Effectively tracking time is the only way to understand the “cost of the sale” to a law firm. Leventon explains that if you spent 100 hours on a client but were only able to bill 10 hours, you have to evaluate whether this is a good use of firm time. You have to evaluate how you spent the other 90 hours. Was it business development, a write off or something else? Lawyers need to understand the relationship between revenues vs. costs. Lawyers also need to understand the value of keeping timely, detailed information and how it will ultimately impact their own compensation. “If lawyers are not compensated on their contribution to profitability, you can’t change their behavior.”
Using Time Data to Make Smart Business Decisions
“Timekeeping can be a useful tool when you are at a critical point with your business,” added Leventon. “Lawyers often take on all the cases they can and then decide whether or not to hire. When you feel you are at a break point, you can look at your data. Timekeeping data is invaluable when you are making business decisions about your firm.”
This point goes back to importance of accurate utilization rates. Leventon notes that looking at timekeeping helps firms determine whose time is frequently being written off or who does not have enough work. This information can help firms decide whether or not to hire and can also help assess staff performance.
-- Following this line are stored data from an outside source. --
use std::any::type_name;
use std::cell::Cell;
use std::fmt;
use std::rc::Rc;

use crate::{Disposable, TrySetOutcome};

/// The logical state of a local slot; same machine as the thread-safe slot.
enum LocalSlotState<R>
where
    R: ?Sized,
{
    Empty,
    Holding(Rc<R>),
    Disposed,
}

/// The single-threaded counterpart of [`DisposableSlot`][crate::DisposableSlot].
///
/// Same contract, same three-state machine, no atomics: a holder for at most
/// one disposable resource, assignable at most once, settled forever by
/// [`dispose`][Self::dispose]. Handles are `Rc<R>` instead of `Arc<R>` and the
/// slot is neither `Send` nor `Sync`.
///
/// Reentrancy is well defined: the state transition settles before any release
/// action runs, so a release action that calls back into the slot observes it
/// as disposed.
///
/// # Examples
///
/// ```
/// use std::rc::Rc;
///
/// use disposable_slot::{LocalDisposableSlot, NoopDisposable, TrySetOutcome};
///
/// let slot = LocalDisposableSlot::new();
///
/// let outcome = slot.try_set(Rc::new(NoopDisposable));
/// assert!(matches!(outcome, TrySetOutcome::Assigned));
///
/// slot.dispose();
/// assert!(slot.is_disposed());
/// ```
pub struct LocalDisposableSlot<R>
where
    R: Disposable + ?Sized,
{
    /// The current state of the slot.
    ///
    /// Every access takes the state out of the cell, leaving `Disposed` in
    /// its place, and puts the real state back before any user code can run.
    /// The placeholder is never observable except in the one branch where it
    /// happens to also be the real next state.
    state: Cell<LocalSlotState<R>>,
}

impl<R> LocalDisposableSlot<R>
where
    R: Disposable + ?Sized,
{
    /// Creates an empty slot.
    #[must_use]
    pub fn new() -> Self {
        Self {
            state: Cell::new(LocalSlotState::Empty),
        }
    }

    /// Checks whether the slot has been disposed.
    #[must_use]
    pub fn is_disposed(&self) -> bool {
        let state = self.state.replace(LocalSlotState::Disposed);
        let is_disposed = matches!(&state, LocalSlotState::Disposed);
        self.state.set(state);

        is_disposed
    }

    /// Returns a handle to the held resource, or `None` if the slot is empty
    /// or already disposed.
    #[must_use]
    pub fn get(&self) -> Option<Rc<R>> {
        let state = self.state.replace(LocalSlotState::Disposed);

        let handle = match &state {
            LocalSlotState::Holding(resource) => Some(Rc::clone(resource)),
            LocalSlotState::Empty | LocalSlotState::Disposed => None,
        };

        self.state.set(state);

        handle
    }

    /// Attempts to place `resource` into the slot.
    ///
    /// This is the non-escalating assignment: every outcome is an ordinary
    /// value. At most one `try_set` call on a given slot ever returns
    /// [`TrySetOutcome::Assigned`].
    ///
    /// Offering a resource to an already disposed slot releases it
    /// synchronously inside this call, with the outcome
    /// [`TrySetOutcome::Disposed`]. If another resource is already held, the
    /// offered one is handed back untouched inside
    /// [`TrySetOutcome::AlreadyAssigned`].
    pub fn try_set(&self, resource: Rc<R>) -> TrySetOutcome<Rc<R>> {
        match self.state.replace(LocalSlotState::Disposed) {
            LocalSlotState::Empty => {
                self.state.set(LocalSlotState::Holding(resource));
                TrySetOutcome::Assigned
            }
            state @ LocalSlotState::Holding(_) => {
                self.state.set(state);
                TrySetOutcome::AlreadyAssigned(resource)
            }
            LocalSlotState::Disposed => {
                // The placeholder already put the final state back into the
                // cell, so the slot is settled before the release runs and a
                // reentrant call sees it as disposed.
                resource.dispose();
                TrySetOutcome::Disposed
            }
        }
    }

    /// Places `resource` into the slot, treating a second assignment as a
    /// caller error.
    ///
    /// Assigning after disposal is not an error: the resource is released
    /// synchronously and the call returns normally.
    ///
    /// # Panics
    ///
    /// Panics if a resource has already been assigned to this slot. The
    /// offered resource is not released in that case; callers that want to
    /// recover it should use [`try_set`][Self::try_set] instead.
    pub fn set(&self, resource: Rc<R>) {
        match self.try_set(resource) {
            TrySetOutcome::Assigned | TrySetOutcome::Disposed => {}
            TrySetOutcome::AlreadyAssigned(_) => {
                panic!("a resource has already been assigned to this slot")
            }
        }
    }

    /// Disposes the slot, releasing the held resource exactly once if one
    /// was assigned.
    ///
    /// Idempotent: calls after the first return without side effects. A
    /// failure raised by the release action propagates from the one call that
    /// ran it; the slot is already disposed by that point.
    pub fn dispose(&self) {
        match self.state.replace(LocalSlotState::Disposed) {
            LocalSlotState::Holding(resource) => {
                // The state has already settled, so the release action may
                // freely call back into the slot.
                resource.dispose();
            }
            LocalSlotState::Empty | LocalSlotState::Disposed => {}
        }
    }
}

impl<R> Default for LocalDisposableSlot<R>
where
    R: Disposable + ?Sized,
{
    fn default() -> Self {
        Self::new()
    }
}

impl<R> Disposable for LocalDisposableSlot<R>
where
    R: Disposable + ?Sized,
{
    fn dispose(&self) {
        Self::dispose(self);
    }
}

impl<R> fmt::Debug for LocalDisposableSlot<R>
where
    R: Disposable + ?Sized,
{
    fn fmt(&self, f: &mut fmt::Formatter<'_>) -> fmt::Result {
        let state = self.state.replace(LocalSlotState::Disposed);

        let name = match &state {
            LocalSlotState::Empty => "empty",
            LocalSlotState::Holding(_) => "holding",
            LocalSlotState::Disposed => "disposed",
        };

        self.state.set(state);

        f.debug_struct(type_name::<Self>())
            .field("state", &name)
            .finish()
    }
}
With profit-level analysis, lawyers can answer tough questions like ‘do I need more people, or do I simply need more efficiency from my current staff? Do I need to raise rates, or should I just get rid of one unprofitable client.
Analyzing time billing records also lets firms strategically decide when (or if) to suggest flat-fees on certain routine tasks or transactions. Even when a client is not pushing for alternate fee arrangements, recognizing that fixed fees for certain routine services or matters can be more profitable and could result in a win-win.
“You can’t run your law firm like a business unless you are on top of your timekeeping. The whole house of cards falls if lawyers do not enter their time sheets in real time,” noted Leventon.